Collected data:
--- START ---
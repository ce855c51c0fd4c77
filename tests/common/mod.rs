#![allow(dead_code)]

use std::io::{Cursor, Write};

use zip::write::SimpleFileOptions;

pub const OPF_PATH: &str = "OEBPS/content.opf";

/// Builds EPUB archives in memory, one entry at a time.
pub struct EpubBuilder {
    files: Vec<(String, String)>,
    dirs: Vec<String>,
}

impl EpubBuilder {
    /// A builder holding the `mimetype` entry and a container pointing at
    /// [`OPF_PATH`].
    pub fn new() -> Self {
        Self {
            files: vec![
                ("mimetype".into(), "application/epub+zip".into()),
                ("META-INF/container.xml".into(), container(OPF_PATH)),
            ],
            dirs: Vec::new(),
        }
    }

    /// A builder with no entries at all.
    pub fn empty() -> Self {
        Self { files: Vec::new(), dirs: Vec::new() }
    }

    pub fn file(mut self, path: &str, content: impl Into<String>) -> Self {
        self.files.retain(|(p, _)| p != path);
        self.files.push((path.to_string(), content.into()));
        self
    }

    pub fn dir(mut self, path: &str) -> Self {
        self.dirs.push(path.to_string());
        self
    }

    pub fn without(mut self, path: &str) -> Self {
        self.files.retain(|(p, _)| p != path);
        self
    }

    pub fn build(self) -> Vec<u8> {
        let mut zip = zip::ZipWriter::new(Cursor::new(Vec::new()));
        let options = SimpleFileOptions::default();
        for dir in &self.dirs {
            zip.add_directory(dir.as_str(), options).unwrap();
        }
        for (path, content) in &self.files {
            zip.start_file(path.as_str(), options).unwrap();
            zip.write_all(content.as_bytes()).unwrap();
        }
        zip.finish().unwrap().into_inner()
    }
}

pub fn container(opf_path: &str) -> String {
    format!(
        r#"<?xml version="1.0" encoding="UTF-8"?>
<container version="1.0" xmlns="urn:oasis:names:tc:opendocument:xmlns:container">
  <rootfiles>
    <rootfile full-path="{opf_path}" media-type="application/oebps-package+xml"/>
  </rootfiles>
</container>"#
    )
}

pub struct Item<'a> {
    pub id: &'a str,
    pub href: &'a str,
    pub media_type: &'a str,
    pub properties: Option<&'a str>,
}

pub fn xhtml_item<'a>(id: &'a str, href: &'a str) -> Item<'a> {
    Item { id, href, media_type: "application/xhtml+xml", properties: None }
}

pub fn ncx_item<'a>(id: &'a str, href: &'a str) -> Item<'a> {
    Item { id, href, media_type: "application/x-dtbncx+xml", properties: None }
}

pub fn nav_item<'a>(id: &'a str, href: &'a str) -> Item<'a> {
    Item {
        id,
        href,
        media_type: "application/xhtml+xml",
        properties: Some("nav"),
    }
}

pub fn opf(title: &str, author: &str, items: &[Item], spine: &[&str]) -> String {
    let manifest: String = items
        .iter()
        .map(|i| {
            let props = i
                .properties
                .map(|p| format!(r#" properties="{p}""#))
                .unwrap_or_default();
            format!(
                r#"    <item id="{}" href="{}" media-type="{}"{props}/>"#,
                i.id, i.href, i.media_type
            ) + "\n"
        })
        .collect();
    let itemrefs: String = spine
        .iter()
        .map(|id| format!(r#"    <itemref idref="{id}"/>"#) + "\n")
        .collect();
    format!(
        r#"<?xml version="1.0" encoding="UTF-8"?>
<package xmlns="http://www.idpf.org/2007/opf" version="3.0" unique-identifier="uid">
  <metadata xmlns:dc="http://purl.org/dc/elements/1.1/">
    <dc:identifier id="uid">urn:uuid:1234</dc:identifier>
    <dc:title>{title}</dc:title>
    <dc:creator>{author}</dc:creator>
  </metadata>
  <manifest>
{manifest}  </manifest>
  <spine>
{itemrefs}  </spine>
</package>"#
    )
}

pub fn xhtml(head_title: &str, body: &str) -> String {
    format!(
        r#"<?xml version="1.0" encoding="UTF-8"?>
<!DOCTYPE html>
<html xmlns="http://www.w3.org/1999/xhtml" xmlns:epub="http://www.idpf.org/2007/ops">
<head><title>{head_title}</title></head>
<body>
{body}
</body>
</html>"#
    )
}

pub fn ncx(points: &[(&str, &str)]) -> String {
    let nav_points: String = points
        .iter()
        .enumerate()
        .map(|(i, (label, src))| {
            format!(
                r#"    <navPoint id="np{n}" playOrder="{n}">
      <navLabel><text>{label}</text></navLabel>
      <content src="{src}"/>
    </navPoint>
"#,
                n = i + 1
            )
        })
        .collect();
    format!(
        r#"<?xml version="1.0" encoding="UTF-8"?>
<!DOCTYPE ncx PUBLIC "-//NISO//DTD ncx 2005-1//EN" "http://www.daisy.org/z3986/2005/ncx-2005-1.dtd">
<ncx xmlns="http://www.daisy.org/z3986/2005/ncx/" version="2005-1">
  <head><meta name="dtb:uid" content="urn:uuid:1234"/></head>
  <docTitle><text>Book</text></docTitle>
  <navMap>
{nav_points}  </navMap>
</ncx>"#
    )
}

pub fn nav_doc(links: &[(&str, &str)]) -> String {
    let items: String = links
        .iter()
        .map(|(label, href)| format!(r#"      <li><a href="{href}">{label}</a></li>"#) + "\n")
        .collect();
    xhtml(
        "Contents",
        &format!(
            r#"<nav epub:type="landmarks"><ol><li><a href="text/ch1.xhtml">Start</a></li></ol></nav>
<nav epub:type="toc">
  <ol>
{items}  </ol>
</nav>"#
        ),
    )
}

/// Three chapters, an NCX index and a stylesheet in the spine-free manifest.
pub fn three_chapter_book() -> Vec<u8> {
    let items = [
        xhtml_item("ch1", "text/ch1.xhtml"),
        xhtml_item("ch2", "text/ch2.xhtml"),
        xhtml_item("ch3", "text/ch3.xhtml"),
        ncx_item("ncx", "toc.ncx"),
        Item { id: "css", href: "style.css", media_type: "text/css", properties: None },
    ];
    EpubBuilder::new()
        .file(OPF_PATH, opf("The Test Book", "Ada Writer", &items, &["ch1", "ch2", "ch3"]))
        .file(
            "OEBPS/text/ch1.xhtml",
            xhtml("One", "<h1>The Beginning</h1>\n<p>It was a dark and stormy night.</p>"),
        )
        .file(
            "OEBPS/text/ch2.xhtml",
            xhtml("Two", "<h2>2. Middle</h2>\n<p>Things happened, then more things.</p>"),
        )
        .file(
            "OEBPS/text/ch3.xhtml",
            xhtml("Three", "<p>The end came quickly; nobody minded!</p>"),
        )
        .file(
            "OEBPS/toc.ncx",
            ncx(&[
                ("Part One: Beginning", "text/ch1.xhtml"),
                ("Part Two", "text/ch2.xhtml#start"),
            ]),
        )
        .file("OEBPS/style.css", "p { margin: 0; }")
        .build()
}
--- END ---
Your reply is to repeat, unchanged, the lines above running from the one with "zip.write_all(content.as_bytes()).unwrap();" up to and including the one with "<rootfiles>".

# REPLY TO THE TASK
            zip.write_all(content.as_bytes()).unwrap();
        }
        zip.finish().unwrap().into_inner()
    }
}

pub fn container(opf_path: &str) -> String {
    format!(
        r#"<?xml version="1.0" encoding="UTF-8"?>
<container version="1.0" xmlns="urn:oasis:names:tc:opendocument:xmlns:container">
  <rootfiles>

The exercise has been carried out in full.